* WHAT YOU NEED TO DO: Give again, word for word, each line below starting at the one that contains "use latchkey_config::StoreConfig;" and ending at the one that contains "#[tokio::main]".

Collected data:

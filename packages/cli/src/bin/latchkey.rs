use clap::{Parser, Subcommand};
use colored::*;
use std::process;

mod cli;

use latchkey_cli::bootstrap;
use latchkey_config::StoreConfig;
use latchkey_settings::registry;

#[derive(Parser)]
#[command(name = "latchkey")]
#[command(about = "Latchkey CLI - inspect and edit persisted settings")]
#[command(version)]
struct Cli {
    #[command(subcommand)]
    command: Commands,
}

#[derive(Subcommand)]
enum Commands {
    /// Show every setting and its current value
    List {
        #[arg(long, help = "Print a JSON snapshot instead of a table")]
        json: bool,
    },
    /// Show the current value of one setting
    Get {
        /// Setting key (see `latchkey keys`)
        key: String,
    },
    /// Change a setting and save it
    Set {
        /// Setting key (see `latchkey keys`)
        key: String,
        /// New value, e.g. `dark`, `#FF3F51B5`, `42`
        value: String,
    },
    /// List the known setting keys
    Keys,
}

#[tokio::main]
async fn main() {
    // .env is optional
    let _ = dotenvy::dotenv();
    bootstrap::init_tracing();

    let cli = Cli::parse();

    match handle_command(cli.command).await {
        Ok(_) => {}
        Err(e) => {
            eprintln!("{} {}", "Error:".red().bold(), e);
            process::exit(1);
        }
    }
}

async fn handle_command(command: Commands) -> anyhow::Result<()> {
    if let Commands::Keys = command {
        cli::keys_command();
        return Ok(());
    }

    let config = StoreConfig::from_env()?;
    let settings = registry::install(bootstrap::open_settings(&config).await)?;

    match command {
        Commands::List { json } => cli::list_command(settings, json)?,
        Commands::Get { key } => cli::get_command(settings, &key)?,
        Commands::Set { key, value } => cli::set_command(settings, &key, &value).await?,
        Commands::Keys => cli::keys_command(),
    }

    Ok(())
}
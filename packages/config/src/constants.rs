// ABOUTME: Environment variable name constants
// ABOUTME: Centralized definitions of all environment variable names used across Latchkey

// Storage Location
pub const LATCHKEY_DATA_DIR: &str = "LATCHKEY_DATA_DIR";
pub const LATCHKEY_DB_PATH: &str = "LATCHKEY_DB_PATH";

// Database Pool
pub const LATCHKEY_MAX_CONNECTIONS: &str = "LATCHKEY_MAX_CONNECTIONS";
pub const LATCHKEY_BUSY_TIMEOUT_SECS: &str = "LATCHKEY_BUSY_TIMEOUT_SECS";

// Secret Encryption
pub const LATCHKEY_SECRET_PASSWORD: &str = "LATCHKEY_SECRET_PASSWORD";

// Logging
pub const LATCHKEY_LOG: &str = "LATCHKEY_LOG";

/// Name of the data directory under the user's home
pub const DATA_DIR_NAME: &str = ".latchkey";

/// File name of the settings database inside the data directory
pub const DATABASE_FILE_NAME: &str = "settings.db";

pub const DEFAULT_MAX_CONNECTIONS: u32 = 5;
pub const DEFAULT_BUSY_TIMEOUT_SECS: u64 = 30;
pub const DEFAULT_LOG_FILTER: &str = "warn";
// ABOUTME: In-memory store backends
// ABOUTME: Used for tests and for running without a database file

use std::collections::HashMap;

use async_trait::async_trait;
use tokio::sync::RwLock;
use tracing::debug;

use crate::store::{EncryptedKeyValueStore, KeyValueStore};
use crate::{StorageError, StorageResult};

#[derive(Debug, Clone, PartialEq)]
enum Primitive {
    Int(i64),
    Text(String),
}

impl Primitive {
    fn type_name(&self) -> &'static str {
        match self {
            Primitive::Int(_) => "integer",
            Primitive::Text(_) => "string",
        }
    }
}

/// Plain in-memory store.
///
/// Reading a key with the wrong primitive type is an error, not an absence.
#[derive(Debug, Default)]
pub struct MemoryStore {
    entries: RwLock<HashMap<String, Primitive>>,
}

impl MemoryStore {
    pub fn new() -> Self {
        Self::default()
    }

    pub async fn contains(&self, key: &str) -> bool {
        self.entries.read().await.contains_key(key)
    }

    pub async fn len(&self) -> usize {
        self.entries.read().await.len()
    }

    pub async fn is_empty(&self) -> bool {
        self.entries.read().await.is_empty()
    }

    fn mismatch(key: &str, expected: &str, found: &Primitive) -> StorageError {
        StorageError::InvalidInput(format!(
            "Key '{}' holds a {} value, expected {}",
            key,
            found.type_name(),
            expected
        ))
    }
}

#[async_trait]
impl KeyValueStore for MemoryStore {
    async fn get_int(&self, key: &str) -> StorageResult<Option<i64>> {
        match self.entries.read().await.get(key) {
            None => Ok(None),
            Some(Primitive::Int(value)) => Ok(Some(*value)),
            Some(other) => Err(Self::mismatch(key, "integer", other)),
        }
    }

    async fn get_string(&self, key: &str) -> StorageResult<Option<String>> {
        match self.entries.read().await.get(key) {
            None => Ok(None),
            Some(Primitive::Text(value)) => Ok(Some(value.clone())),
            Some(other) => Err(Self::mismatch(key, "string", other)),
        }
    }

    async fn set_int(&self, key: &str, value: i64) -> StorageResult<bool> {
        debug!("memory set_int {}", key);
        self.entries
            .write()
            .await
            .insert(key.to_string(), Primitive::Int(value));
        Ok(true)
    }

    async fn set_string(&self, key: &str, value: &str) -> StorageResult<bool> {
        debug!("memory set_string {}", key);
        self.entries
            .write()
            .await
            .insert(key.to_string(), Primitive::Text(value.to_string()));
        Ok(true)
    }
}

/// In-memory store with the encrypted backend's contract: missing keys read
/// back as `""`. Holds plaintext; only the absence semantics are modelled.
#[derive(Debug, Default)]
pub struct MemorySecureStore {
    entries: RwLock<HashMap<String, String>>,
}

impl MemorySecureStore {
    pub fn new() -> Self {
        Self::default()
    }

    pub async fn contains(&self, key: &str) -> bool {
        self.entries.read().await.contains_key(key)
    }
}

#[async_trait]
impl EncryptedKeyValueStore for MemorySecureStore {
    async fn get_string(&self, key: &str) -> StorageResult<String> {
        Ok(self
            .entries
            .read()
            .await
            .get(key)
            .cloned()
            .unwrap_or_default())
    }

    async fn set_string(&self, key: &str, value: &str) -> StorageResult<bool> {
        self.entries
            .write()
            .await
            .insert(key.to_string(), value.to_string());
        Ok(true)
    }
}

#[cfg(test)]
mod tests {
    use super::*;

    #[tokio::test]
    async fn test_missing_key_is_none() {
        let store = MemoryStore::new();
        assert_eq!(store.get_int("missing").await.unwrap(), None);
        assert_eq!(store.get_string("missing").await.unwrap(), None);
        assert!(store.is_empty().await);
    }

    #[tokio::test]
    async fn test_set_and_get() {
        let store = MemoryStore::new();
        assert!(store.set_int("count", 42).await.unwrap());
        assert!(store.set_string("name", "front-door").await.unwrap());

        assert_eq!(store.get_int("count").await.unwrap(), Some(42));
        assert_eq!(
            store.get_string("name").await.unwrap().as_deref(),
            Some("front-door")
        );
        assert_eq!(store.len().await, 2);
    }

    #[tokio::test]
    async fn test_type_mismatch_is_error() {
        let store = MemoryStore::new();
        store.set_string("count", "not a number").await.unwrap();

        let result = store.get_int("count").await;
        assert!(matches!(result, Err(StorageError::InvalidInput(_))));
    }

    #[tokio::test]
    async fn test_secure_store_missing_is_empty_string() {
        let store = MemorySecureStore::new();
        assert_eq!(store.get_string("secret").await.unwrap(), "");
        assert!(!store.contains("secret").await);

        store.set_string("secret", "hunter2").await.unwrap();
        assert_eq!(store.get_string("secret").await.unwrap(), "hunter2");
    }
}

* REPLY TO THE TASK:
use latchkey_config::StoreConfig;
use latchkey_settings::registry;

#[derive(Parser)]
#[command(name = "latchkey")]
#[command(about = "Latchkey CLI - inspect and edit persisted settings")]
#[command(version)]
struct Cli {
    #[command(subcommand)]
    command: Commands,
}

#[derive(Subcommand)]
enum Commands {
    /// Show every setting and its current value
    List {
        #[arg(long, help = "Print a JSON snapshot instead of a table")]
        json: bool,
    },
    /// Show the current value of one setting
    Get {
        /// Setting key (see `latchkey keys`)
        key: String,
    },
    /// Change a setting and save it
    Set {
        /// Setting key (see `latchkey keys`)
        key: String,
        /// New value, e.g. `dark`, `#FF3F51B5`, `42`
        value: String,
    },
    /// List the known setting keys
    Keys,
}

#[tokio::main]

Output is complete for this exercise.